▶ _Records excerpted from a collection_
┌────────

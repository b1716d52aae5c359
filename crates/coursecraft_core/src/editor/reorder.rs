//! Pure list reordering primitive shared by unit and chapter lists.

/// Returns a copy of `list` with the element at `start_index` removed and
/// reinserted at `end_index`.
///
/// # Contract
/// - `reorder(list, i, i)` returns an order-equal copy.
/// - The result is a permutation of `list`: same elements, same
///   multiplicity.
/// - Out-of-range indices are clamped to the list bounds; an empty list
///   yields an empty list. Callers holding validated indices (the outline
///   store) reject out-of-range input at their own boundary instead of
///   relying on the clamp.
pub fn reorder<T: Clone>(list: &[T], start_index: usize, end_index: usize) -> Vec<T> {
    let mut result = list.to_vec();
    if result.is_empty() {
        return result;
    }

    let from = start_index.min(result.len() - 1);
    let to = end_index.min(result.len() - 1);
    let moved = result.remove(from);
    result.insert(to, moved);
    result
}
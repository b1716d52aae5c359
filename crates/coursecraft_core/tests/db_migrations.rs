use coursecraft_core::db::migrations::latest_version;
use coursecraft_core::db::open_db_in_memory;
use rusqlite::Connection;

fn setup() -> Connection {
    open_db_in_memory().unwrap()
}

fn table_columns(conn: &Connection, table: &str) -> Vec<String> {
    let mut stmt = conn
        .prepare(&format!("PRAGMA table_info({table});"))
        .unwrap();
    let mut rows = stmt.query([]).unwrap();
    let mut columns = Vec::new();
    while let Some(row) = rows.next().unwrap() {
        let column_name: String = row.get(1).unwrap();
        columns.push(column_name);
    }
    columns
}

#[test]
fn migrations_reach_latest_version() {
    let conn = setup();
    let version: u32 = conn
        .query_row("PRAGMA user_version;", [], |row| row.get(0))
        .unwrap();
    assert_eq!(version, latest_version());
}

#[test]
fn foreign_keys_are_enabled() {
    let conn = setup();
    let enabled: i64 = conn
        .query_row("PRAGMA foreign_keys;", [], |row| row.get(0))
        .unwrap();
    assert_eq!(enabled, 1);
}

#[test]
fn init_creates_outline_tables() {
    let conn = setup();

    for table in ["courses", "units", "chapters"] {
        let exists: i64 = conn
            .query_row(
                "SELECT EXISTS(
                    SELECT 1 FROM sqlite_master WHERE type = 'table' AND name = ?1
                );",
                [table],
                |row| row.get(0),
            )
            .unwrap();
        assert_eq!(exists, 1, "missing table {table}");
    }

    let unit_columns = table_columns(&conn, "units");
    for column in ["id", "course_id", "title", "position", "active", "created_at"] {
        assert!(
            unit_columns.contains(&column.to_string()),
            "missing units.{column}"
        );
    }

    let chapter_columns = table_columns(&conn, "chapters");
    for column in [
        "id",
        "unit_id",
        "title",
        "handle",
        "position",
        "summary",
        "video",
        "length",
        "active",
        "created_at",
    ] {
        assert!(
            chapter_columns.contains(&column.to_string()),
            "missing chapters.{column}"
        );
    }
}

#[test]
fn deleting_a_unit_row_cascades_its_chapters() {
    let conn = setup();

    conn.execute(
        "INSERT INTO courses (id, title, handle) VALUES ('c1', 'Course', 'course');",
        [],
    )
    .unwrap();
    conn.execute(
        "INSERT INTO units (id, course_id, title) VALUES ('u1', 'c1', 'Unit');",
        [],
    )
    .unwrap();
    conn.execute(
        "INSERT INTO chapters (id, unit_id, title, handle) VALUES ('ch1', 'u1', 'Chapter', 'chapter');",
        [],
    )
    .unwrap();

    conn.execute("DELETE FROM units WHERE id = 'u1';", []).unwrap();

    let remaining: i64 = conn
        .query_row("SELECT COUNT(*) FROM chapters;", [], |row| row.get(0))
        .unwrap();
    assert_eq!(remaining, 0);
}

└────────
┌────────

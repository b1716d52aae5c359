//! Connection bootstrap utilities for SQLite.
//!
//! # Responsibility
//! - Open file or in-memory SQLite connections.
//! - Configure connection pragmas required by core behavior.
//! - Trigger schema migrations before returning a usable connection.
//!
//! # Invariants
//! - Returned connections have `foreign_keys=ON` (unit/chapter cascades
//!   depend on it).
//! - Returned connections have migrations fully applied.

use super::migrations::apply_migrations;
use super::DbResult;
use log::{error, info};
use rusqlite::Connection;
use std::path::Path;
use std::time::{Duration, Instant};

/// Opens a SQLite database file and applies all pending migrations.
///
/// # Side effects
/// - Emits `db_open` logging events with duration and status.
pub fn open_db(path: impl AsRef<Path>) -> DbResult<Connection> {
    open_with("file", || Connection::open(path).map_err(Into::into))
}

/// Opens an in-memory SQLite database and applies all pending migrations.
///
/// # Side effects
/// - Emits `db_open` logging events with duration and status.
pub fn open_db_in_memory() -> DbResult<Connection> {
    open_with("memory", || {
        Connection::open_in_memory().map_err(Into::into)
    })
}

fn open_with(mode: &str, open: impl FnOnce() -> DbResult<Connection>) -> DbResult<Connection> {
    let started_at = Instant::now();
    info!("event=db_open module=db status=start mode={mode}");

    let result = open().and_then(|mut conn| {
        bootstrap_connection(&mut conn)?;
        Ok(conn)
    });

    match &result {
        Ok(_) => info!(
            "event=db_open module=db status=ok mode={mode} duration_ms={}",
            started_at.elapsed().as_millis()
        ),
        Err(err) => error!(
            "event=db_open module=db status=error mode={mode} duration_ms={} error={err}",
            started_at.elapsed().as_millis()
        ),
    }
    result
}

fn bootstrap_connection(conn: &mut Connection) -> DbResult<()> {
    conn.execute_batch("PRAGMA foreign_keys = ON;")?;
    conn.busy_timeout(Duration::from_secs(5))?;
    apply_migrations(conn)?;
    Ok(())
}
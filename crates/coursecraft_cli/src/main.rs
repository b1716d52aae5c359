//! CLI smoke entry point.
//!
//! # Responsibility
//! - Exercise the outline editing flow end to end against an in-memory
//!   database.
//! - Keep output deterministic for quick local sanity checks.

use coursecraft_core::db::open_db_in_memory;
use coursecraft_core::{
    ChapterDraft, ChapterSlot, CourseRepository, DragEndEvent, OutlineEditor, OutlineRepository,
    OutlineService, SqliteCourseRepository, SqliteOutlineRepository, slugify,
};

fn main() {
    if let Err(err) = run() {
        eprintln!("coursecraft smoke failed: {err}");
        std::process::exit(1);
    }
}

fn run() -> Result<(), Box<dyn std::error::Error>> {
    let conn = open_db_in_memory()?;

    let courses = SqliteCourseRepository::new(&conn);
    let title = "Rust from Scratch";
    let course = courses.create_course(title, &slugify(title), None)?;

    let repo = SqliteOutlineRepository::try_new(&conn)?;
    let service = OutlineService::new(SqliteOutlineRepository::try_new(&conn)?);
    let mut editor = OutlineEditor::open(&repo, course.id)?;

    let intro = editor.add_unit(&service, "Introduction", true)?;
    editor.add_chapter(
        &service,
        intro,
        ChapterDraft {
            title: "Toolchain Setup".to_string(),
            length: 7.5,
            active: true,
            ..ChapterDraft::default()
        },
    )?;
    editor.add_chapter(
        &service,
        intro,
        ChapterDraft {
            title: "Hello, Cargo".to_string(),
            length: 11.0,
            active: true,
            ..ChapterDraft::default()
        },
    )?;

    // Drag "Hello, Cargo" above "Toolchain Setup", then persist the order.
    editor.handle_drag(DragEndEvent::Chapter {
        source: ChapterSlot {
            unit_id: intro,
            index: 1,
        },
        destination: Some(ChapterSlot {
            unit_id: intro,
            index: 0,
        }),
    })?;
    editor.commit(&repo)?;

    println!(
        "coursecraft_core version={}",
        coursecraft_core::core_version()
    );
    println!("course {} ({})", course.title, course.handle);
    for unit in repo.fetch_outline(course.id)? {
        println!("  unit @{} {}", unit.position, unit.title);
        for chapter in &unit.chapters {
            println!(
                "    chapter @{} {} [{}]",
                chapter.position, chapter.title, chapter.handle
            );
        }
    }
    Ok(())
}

└────────

▶ _Your goal_
Go through the records and gather the lines that hold "Instant".

▶ _Output for this exercise_
use std::time::{Duration, Instant};
    let started_at = Instant::now();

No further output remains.